[Work order] Do any lines in the data below contain "bindPopup"? If so, copy every one of them.
----
//! Waypoint chunking for request-size-limited snapping backends.
//!
//! Directions-style APIs cap waypoints per request (25 for Mapbox).  Longer
//! routes are snapped in overlapping chunks — the last waypoint of one chunk
//! is the first of the next — then stitched with the duplicated seam point
//! dropped.

use wd_core::Coordinate;

use crate::snapper::{RouteSnapper, SnappedPath};
use crate::SnapResult;

/// Waypoint cap per snapping request.
pub const MAX_WAYPOINTS_PER_CHUNK: usize = 25;

/// Snap `waypoints` through `snapper` in chunks of at most
/// [`MAX_WAYPOINTS_PER_CHUNK`].
pub fn snap_chunked(
    snapper: &dyn RouteSnapper,
    waypoints: &[Coordinate],
) -> SnapResult<SnappedPath> {
    snap_chunked_with(snapper, waypoints, MAX_WAYPOINTS_PER_CHUNK)
}

/// As [`snap_chunked`] with an explicit chunk size (at least 2, so every
/// chunk contains a real leg).
pub fn snap_chunked_with(
    snapper: &dyn RouteSnapper,
    waypoints: &[Coordinate],
    chunk_size: usize,
) -> SnapResult<SnappedPath> {
    debug_assert!(chunk_size >= 2, "chunk size must hold at least one leg");

    if waypoints.len() <= chunk_size {
        return snapper.snap(waypoints);
    }

    let mut points: Vec<Coordinate> = Vec::new();
    let mut i = 0;
    while i + 1 < waypoints.len() {
        let end = (i + chunk_size).min(waypoints.len());
        let snapped = snapper.snap(&waypoints[i..end])?;

        if points.is_empty() {
            points.extend(snapped.points);
        } else {
            // The chunk's first snapped point repeats the seam waypoint.
            points.extend(snapped.points.into_iter().skip(1));
        }

        i = end - 1; // overlap by one waypoint
    }

    Ok(SnappedPath { points })
}
//! Geographic coordinate type and the single distance function.
//!
//! `Coordinate` stores `f64` latitude/longitude and can only be built
//! through [`Coordinate::new`], which enforces the WGS-84 ranges — a value
//! that exists is in range.  Every distance in the workspace, whether for
//! nearest-neighbor selection or total-distance accumulation, goes through
//! [`Coordinate::distance_km`] so the two purposes can never disagree.

use std::fmt;
use std::str::FromStr;

use crate::error::{CoreError, CoreResult};

/// Mean Earth radius in kilometres (IUGG R1).
const EARTH_RADIUS_KM: f64 = 6_371.008_8;

/// Kilometres per statute mile.
pub const KM_PER_MILE: f64 = 1.609_344;

/// Convert kilometres to statute miles.
#[inline]
pub fn km_to_miles(km: f64) -> f64 {
    km / KM_PER_MILE
}

/// A validated WGS-84 coordinate in decimal degrees.
#[derive(Copy, Clone, Debug, PartialEq)]
#[cfg_attr(feature = "serde", derive(serde::Serialize, serde::Deserialize))]
pub struct Coordinate {
    lat: f64,
    lon: f64,
}

impl Coordinate {
    /// Construct a coordinate, rejecting non-finite or out-of-range values.
    pub fn new(lat: f64, lon: f64) -> CoreResult<Self> {
        let in_range = lat.is_finite()
            && lon.is_finite()
            && (-90.0..=90.0).contains(&lat)
            && (-180.0..=180.0).contains(&lon);
        if !in_range {
            return Err(CoreError::InvalidCoordinate { lat, lon });
        }
        Ok(Self { lat, lon })
    }

    #[inline]
    pub fn lat(self) -> f64 {
        self.lat
    }

    #[inline]
    pub fn lon(self) -> f64 {
        self.lon
    }

    /// Haversine great-circle distance in kilometres.
    ///
    /// Non-negative, symmetric, and zero iff both coordinates are equal
    /// (within floating-point tolerance).
    pub fn distance_km(self, other: Coordinate) -> f64 {
        let d_lat = (other.lat - self.lat).to_radians();
        let d_lon = (other.lon - self.lon).to_radians();

        let lat1 = self.lat.to_radians();
        let lat2 = other.lat.to_radians();

        let a = (d_lat * 0.5).sin().powi(2)
            + lat1.cos() * lat2.cos() * (d_lon * 0.5).sin().powi(2);

        let c = 2.0 * a.sqrt().atan2((1.0 - a).sqrt());
        EARTH_RADIUS_KM * c
    }
}

impl fmt::Display for Coordinate {
    fn fmt(&self, f: &mut fmt::Formatter<'_>) -> fmt::Result {
        write!(f, "({:.6}, {:.6})", self.lat, self.lon)
    }
}

impl FromStr for Coordinate {
    type Err = CoreError;

    /// Parses `"lat,lon"` (e.g. `"36.1699,-115.1398"`), the same input
    /// format the planner's start location has always used.
    fn from_str(s: &str) -> CoreResult<Self> {
        let (lat, lon) = s
            .split_once(',')
            .ok_or_else(|| CoreError::Parse(format!("expected \"lat,lon\", got {s:?}")))?;
        let lat: f64 = lat
            .trim()
            .parse()
            .map_err(|_| CoreError::Parse(format!("bad latitude in {s:?}")))?;
        let lon: f64 = lon
            .trim()
            .parse()
            .map_err(|_| CoreError::Parse(format!("bad longitude in {s:?}")))?;
        Coordinate::new(lat, lon)
    }
}
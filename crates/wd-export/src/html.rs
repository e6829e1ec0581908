//! Self-contained Leaflet map export.
//!
//! Mirrors the original tool's rendering: OSM tiles, the snapped path as a
//! thick orange polyline, one marker per stop with a popup.  The page needs
//! nothing but a browser and the Leaflet CDN.

use std::io::Write;

use wd_core::{Coordinate, TargetPoint};
use wd_plan::PlannedRoute;
use wd_snap::SnappedPath;

use crate::exporter::RouteExporter;
use crate::ExportResult;

const LEAFLET_CSS: &str = "https://unpkg.com/leaflet@1.9.4/dist/leaflet.css";
const LEAFLET_JS: &str = "https://unpkg.com/leaflet@1.9.4/dist/leaflet.js";

pub struct HtmlMapExporter;

impl RouteExporter for HtmlMapExporter {
    fn extension(&self) -> &'static str {
        "html"
    }

    fn export(
        &self,
        route: &PlannedRoute,
        path: &SnappedPath,
        out: &mut dyn Write,
    ) -> ExportResult<()> {
        let start = route.start();

        writeln!(out, "<!DOCTYPE html>")?;
        writeln!(out, "<html lang=\"en\">")?;
        writeln!(out, "<head>")?;
        writeln!(out, "  <meta charset=\"utf-8\"/>")?;
        writeln!(out, "  <title>Wardriving route</title>")?;
        writeln!(out, "  <link rel=\"stylesheet\" href=\"{LEAFLET_CSS}\"/>")?;
        writeln!(out, "  <script src=\"{LEAFLET_JS}\"></script>")?;
        writeln!(
            out,
            "  <style>html, body, #map {{ height: 100%; margin: 0; }}</style>"
        )?;
        writeln!(out, "</head>")?;
        writeln!(out, "<body>")?;
        writeln!(out, "  <div id=\"map\"></div>")?;
        writeln!(out, "  <script>")?;
        writeln!(
            out,
            "    var map = L.map('map').setView([{:.6}, {:.6}], 13);",
            start.lat(),
            start.lon()
        )?;
        writeln!(
            out,
            "    L.tileLayer('https://tile.openstreetmap.org/{{z}}/{{x}}/{{y}}.png', {{ attribution: '&copy; OpenStreetMap contributors' }}).addTo(map);"
        )?;
        writeln!(out, "    var path = {};", js_coord_array(&path.points))?;
        writeln!(
            out,
            "    var line = L.polyline(path, {{ color: 'orange', weight: 10 }}).addTo(map);"
        )?;
        writeln!(
            out,
            "    L.marker([{:.6}, {:.6}]).addTo(map).bindPopup('Start');",
            start.lat(),
            start.lon()
        )?;
        for stop in route.stops() {
            writeln!(
                out,
                "    L.marker([{:.6}, {:.6}]).addTo(map).bindPopup('{}');",
                stop.pos.lat(),
                stop.pos.lon(),
                js_escape(&popup_label(stop))
            )?;
        }
        writeln!(out, "    if (path.length > 1) {{ map.fitBounds(line.getBounds()); }}")?;
        writeln!(out, "  </script>")?;
        writeln!(out, "</body>")?;
        writeln!(out, "</html>")?;
        Ok(())
    }
}

fn popup_label(stop: &TargetPoint) -> String {
    match &stop.ssid {
        Some(ssid) => format!("{ssid}<br>{} ({} dBm)", stop.bssid, stop.signal_dbm),
        None => format!("{} ({} dBm)", stop.bssid, stop.signal_dbm),
    }
}

/// `[[lat, lon], …]` literal for embedding in the page script.
fn js_coord_array(points: &[Coordinate]) -> String {
    let mut s = String::with_capacity(points.len() * 24 + 2);
    s.push('[');
    for (i, p) in points.iter().enumerate() {
        if i > 0 {
            s.push(',');
        }
        s.push_str(&format!("[{:.6},{:.6}]", p.lat(), p.lon()));
    }
    s.push(']');
    s
}

/// Escape for a single-quoted JS string inside the generated script.
fn js_escape(s: &str) -> String {
    s.replace('\\', "\\\\")
        .replace('\'', "\\'")
        .replace('\n', " ")
        .replace("</", "<\\/")
}
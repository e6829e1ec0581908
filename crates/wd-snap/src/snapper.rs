//! Snapper trait and the snapped-path type.

use wd_core::Coordinate;

use crate::SnapResult;

/// A path following real roads (or an offline approximation of one),
/// denser than the waypoint list it was snapped from.
#[derive(Debug, Clone)]
pub struct SnappedPath {
    /// Coordinate sequence from the first waypoint to the last.
    pub points: Vec<Coordinate>,
}

impl SnappedPath {
    /// Total path length in kilometres (haversine over consecutive points).
    pub fn length_km(&self) -> f64 {
        self.points
            .windows(2)
            .map(|w| w[0].distance_km(w[1]))
            .sum()
    }

    /// `true` for paths of zero or one point.
    pub fn is_trivial(&self) -> bool {
        self.points.len() < 2
    }
}

/// Turns an ordered waypoint list into a drivable path.
///
/// # Thread safety
///
/// Implementations must be `Send + Sync` so one snapper instance can serve
/// concurrent planning queries.
pub trait RouteSnapper: Send + Sync {
    /// Snap `waypoints` to a path.  Fewer than two waypoints snap to
    /// themselves.
    fn snap(&self, waypoints: &[Coordinate]) -> SnapResult<SnappedPath>;
}
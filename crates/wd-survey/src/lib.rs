//! `wd-survey` — where candidate networks come from.
//!
//! The planner does not care whether candidates arrive from a live discovery
//! API or a file on disk; it sees a filtered `Vec<TargetPoint>`.  This crate
//! owns that boundary:
//!
//! | Module     | Contents                                                  |
//! |------------|-----------------------------------------------------------|
//! | [`query`]  | `SurveyQuery`, `EncryptionFilter` — the candidate filter  |
//! | [`source`] | `CandidateSource` trait                                   |
//! | [`csv`]    | `CsvSource` — reads survey-export CSV files               |
//! | [`error`]  | `SurveyError`, `SurveyResult<T>`                          |
//!
//! A live Wigle-style HTTP client would be another `CandidateSource`
//! implementation; it is deliberately not part of this workspace.

pub mod csv;
pub mod error;
pub mod query;
pub mod source;


pub use self::csv::{CsvSource, read_candidates};
pub use error::{SurveyError, SurveyResult};
pub use query::{EncryptionFilter, SurveyQuery};
pub use source::CandidateSource;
----
[Your response]
            "    L.marker([{:.6}, {:.6}]).addTo(map).bindPopup('Start');",
                "    L.marker([{:.6}, {:.6}]).addTo(map).bindPopup('{}');",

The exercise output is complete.